Código Florestal: Produção e preservação (editorial do Estadão)

Publicado em 27/04/2012 07:56
na edição desta sexta-feira, em O Estado de S. Paulo

O Brasil terá uma boa moldura institucional para combinar a produção agrícola e a preservação do ambiente, se a presidente Dilma Rousseff sancionar sem veto o Código Florestal recém-aprovado pelo Congresso. O governo federal deve preocupar-se, agora, com a definição das normas gerais dos programas de regularização ambiental (PRA) previstos no texto. Será preciso completar esse trabalho dentro de um ano. 

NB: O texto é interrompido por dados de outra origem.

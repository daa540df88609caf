use serde::{Deserialize, Serialize};

use crate::models::errors::SettingsError;
use crate::models::{Currency, SortField};
use crate::types::Amount;

pub const DEFAULT_USD_RATE: f64 = 1.0;
pub const DEFAULT_EUR_RATE: f64 = 0.85;
pub const DEFAULT_GBP_RATE: f64 = 0.73;

/// Conversion rates relative to USD. Stored for display only, totals are never converted.
#[derive(Debug, Clone, Copy, PartialEq, Serialize, Deserialize)]
pub struct ExchangeRates {
    #[serde(rename = "USD")]
    pub usd: f64,
    #[serde(rename = "EUR")]
    pub eur: f64,
    #[serde(rename = "GBP")]
    pub gbp: f64
}

impl Default for ExchangeRates {
    fn default() -> Self {
        Self {
            usd: DEFAULT_USD_RATE,
            eur: DEFAULT_EUR_RATE,
            gbp: DEFAULT_GBP_RATE
        }
    }
}

impl ExchangeRates {
    pub fn rate(&self, currency: Currency) -> f64 {
        match currency {
            Currency::Usd => self.usd,
            Currency::Eur => self.eur,
            Currency::Gbp => self.gbp
        }
    }

    /// Checks that every rate is a finite, strictly positive number.
    pub fn validate(&self) -> Result<(), SettingsError> {
        for currency in Currency::ALL {
            let value = self.rate(currency);

            if !value.is_finite() || value <= 0.0 {
                return Err(SettingsError::NonPositiveRate { currency, value });
            }
        }

        Ok(())
    }
}

/// Process-wide settings owned by the record store.
///
/// Only `budget_cap` and `exchange_rates` outlive the process, the sort and
/// search state reset on every start.
#[derive(Debug, Clone, PartialEq)]
pub struct Settings {
    pub sort_field: SortField,
    pub sort_ascending: bool,
    pub search_query: String,
    /// Zero means no cap has been set.
    pub budget_cap: Amount,
    pub exchange_rates: ExchangeRates
}

impl Default for Settings {
    fn default() -> Self {
        Self {
            sort_field: SortField::Date,
            sort_ascending: false,
            search_query: String::new(),
            budget_cap: Amount::ZERO,
            exchange_rates: ExchangeRates::default()
        }
    }
}

impl Settings {
    /// Selecting the active field flips the direction, selecting another
    /// field starts newest-first for dates and A→Z / low→high otherwise.
    pub fn toggle_sort(&mut self, field: SortField) {
        if self.sort_field == field {
            self.sort_ascending = !self.sort_ascending;
        } else {
            self.sort_field = field;
            self.sort_ascending = field != SortField::Date;
        }
    }
}
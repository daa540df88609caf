mod engine;

pub use engine::{compile_query, filter, highlight, sort};
use std::cmp::Ordering;

use regex::{Regex, RegexBuilder};
use tracing::warn;

use crate::models::{Record, SortField};

const MARK_OPEN: &str = "<mark>";
const MARK_CLOSE: &str = "</mark>";

/// Builds a case-insensitive pattern from user input.
///
/// Returns `None` for an empty query and for a pattern that does not compile.
pub fn compile_query(query: &str) -> Option<Regex> {
    if query.is_empty() {
        return None;
    }

    match RegexBuilder::new(query).case_insensitive(true).build() {
        Ok(pattern) => Some(pattern),
        Err(error) => {
            warn!("Invalid search pattern [{query}]: {error}");
            None
        }
    }
}

/// Keeps the records whose description, category, amount or date matches `query`.
///
/// An empty query keeps everything in input order. A query that is not a valid
/// pattern matches nothing.
pub fn filter<'a>(records: &'a [Record], query: &str) -> Vec<&'a Record> {
    if query.is_empty() {
        return records.iter().collect();
    }

    let Some(pattern) = compile_query(query) else {
        return Vec::new();
    };

    records.iter()
        .filter(|record| is_match(&pattern, record))
        .collect()
}

/// Returns a new, stably sorted sequence. Descending order mirrors the
/// ascending comparator, so equal records keep their relative order either way.
pub fn sort<'a, I>(records: I, field: SortField, ascending: bool) -> Vec<&'a Record>
where
    I: IntoIterator<Item = &'a Record>,
{
    let mut sorted: Vec<&Record> = records.into_iter().collect();

    sorted.sort_by(|left, right| {
        let ordering = compare(left, right, field);
        if ascending { ordering } else { ordering.reverse() }
    });

    sorted
}

/// Wraps every non-empty match of `pattern` in `<mark>` tags.
pub fn highlight(text: &str, pattern: Option<&Regex>) -> String {
    let Some(pattern) = pattern else {
        return text.to_string();
    };

    let mut output = String::with_capacity(text.len());
    let mut last = 0;

    for found in pattern.find_iter(text).filter(|found| !found.is_empty()) {
        output.push_str(&text[last..found.start()]);
        output.push_str(MARK_OPEN);
        output.push_str(found.as_str());
        output.push_str(MARK_CLOSE);
        last = found.end();
    }

    output.push_str(&text[last..]);
    output
}

fn is_match(pattern: &Regex, record: &Record) -> bool {
    pattern.is_match(&record.description)
        || pattern.is_match(&record.category)
        || pattern.is_match(&record.amount.to_string())
        || pattern.is_match(&record.date.to_string())
}

fn compare(left: &Record, right: &Record, field: SortField) -> Ordering {
    match field {
        SortField::Date => left.date.cmp(&right.date),
        SortField::Description => left.description.to_lowercase().cmp(&right.description.to_lowercase()),
        SortField::Amount => left.amount.cmp(&right.amount)
    }
}
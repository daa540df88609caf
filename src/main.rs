use std::io::{stderr, stdout, BufWriter, Write};
use std::process::exit;

use anyhow::Result;
use clap::Parser;
use tracing::debug;
use tracing::level_filters::LevelFilter;
use tracing_subscriber::layer::SubscriberExt;
use tracing_subscriber::util::SubscriberInitExt;
use tracing_subscriber::{fmt, Layer};

use expense_tracker::app::{execute, Cli};
use expense_tracker::storage::FileStorage;
use expense_tracker::store::RecordStore;

#[tokio::main]
async fn main() -> Result<()> {
    let cli = Cli::parse();

    setup_logging(parse_log_level(&cli.log_level));

    debug!("Using data directory {}", cli.data_dir.display());

    let mut store = RecordStore::open(FileStorage::new(cli.data_dir));
    let status = execute(&mut store, cli.command).await?;

    if status.urgent {
        eprintln!("{}", status.text);
        exit(1);
    }

    let mut output = BufWriter::new(stdout().lock());
    writeln!(output, "{}", status.text)?;
    output.flush()?;

    Ok(())
}

fn parse_log_level(level: &str) -> LevelFilter {
    match level.to_lowercase().as_str() {
        "trace" => LevelFilter::TRACE,
        "debug" => LevelFilter::DEBUG,
        "info" => LevelFilter::INFO,
        "warn" => LevelFilter::WARN,
        "error" => LevelFilter::ERROR,
        _ => {
            eprintln!("Invalid log level '{}', defaulting to 'error'", level);
            LevelFilter::ERROR
        }
    }
}

fn setup_logging(level: LevelFilter) {
    //NOTE: stdout carries command output, logging goes to stderr
    let terminal_log = fmt::layer()
        .with_target(false)
        .with_writer(stderr)
        .with_filter(level);

    tracing_subscriber::registry()
        .with(terminal_log)
        .init();
}
//! Single-user expense tracking: validated records kept in a local
//! key-value store, with search, sorting, statistics and JSON import/export.

pub mod app;
pub mod models;
pub mod search;
pub mod storage;
pub mod store;
pub mod types;
pub mod validation;
use std::io;

use thiserror::Error;

use crate::types::RecordId;

#[derive(Debug, Error)]
pub enum StorageError {
    #[error("Storage I/O failed for key [{key}]: {source}")]
    Io {
        key: String,
        #[source]
        source: io::Error
    },
    #[error("Could not encode value for key [{key}]: {source}")]
    Encode {
        key: String,
        #[source]
        source: serde_json::Error
    },
    #[error("Could not decode value for key [{key}]: {reason}")]
    Decode {
        key: String,
        reason: String
    }
}

impl StorageError {
    pub fn io(key: &str, source: io::Error) -> Self {
        Self::Io { key: key.to_string(), source }
    }

    pub fn encode(key: &str, source: serde_json::Error) -> Self {
        Self::Encode { key: key.to_string(), source }
    }

    pub fn decode(key: &str, reason: impl ToString) -> Self {
        Self::Decode { key: key.to_string(), reason: reason.to_string() }
    }
}

/// A rejected import. No record from the file is applied when this is returned.
#[derive(Debug, Error)]
pub enum ImportError {
    #[error("Failed to read file [{path}]: {source}")]
    Read {
        path: String,
        #[source]
        source: io::Error
    },
    #[error("Invalid JSON format: {0}")]
    InvalidJson(#[from] serde_json::Error),
    #[error("File must contain an array of records")]
    NotAnArray,
    #[error("Record at index [{index}] has invalid structure: {reason}")]
    InvalidStructure {
        index: usize,
        reason: String
    },
    #[error("Record at index [{index}] has an invalid value: {reason}")]
    InvalidValue {
        index: usize,
        reason: String
    },
    #[error("Record at index [{index}] reuses id [{id}]")]
    DuplicateId {
        index: usize,
        id: RecordId
    }
}

impl ImportError {
    pub fn invalid_structure(index: usize, reason: impl ToString) -> Self {
        Self::InvalidStructure { index, reason: reason.to_string() }
    }
}

#[derive(Debug, Error)]
pub enum ExportError {
    #[error("Export encoding failed: {0}")]
    Json(#[from] serde_json::Error),
    #[error("Export encoding failed: {0}")]
    Csv(#[from] csv::Error),
    #[error("Export I/O failed: {0}")]
    Io(#[from] io::Error),
    #[error("Failed to write file [{path}]: {source}")]
    Write {
        path: String,
        #[source]
        source: io::Error
    }
}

Essas normas servirão de base para a recomposição de áreas de preservação e de reserva legal e para a definição das áreas produtivas. Os Estados deverão completar a tarefa, ajustando as regras às condições de cada ambiente e às características da produção local. Em vez de insistir em punições inúteis e nocivas para a produção, é preciso legalizar a situação das áreas produtivas abertas até 22 de julho, permitindo aos produtores normalizar sua atividade. 

É necessário usar a lei como um instrumento de construção do futuro. Seria perda de tempo e de energia, nesta altura, assumir uma atitude policialesca, em vez de concentrar esforços, recursos administrativos e capital político na implantação do novo sistema de regras. 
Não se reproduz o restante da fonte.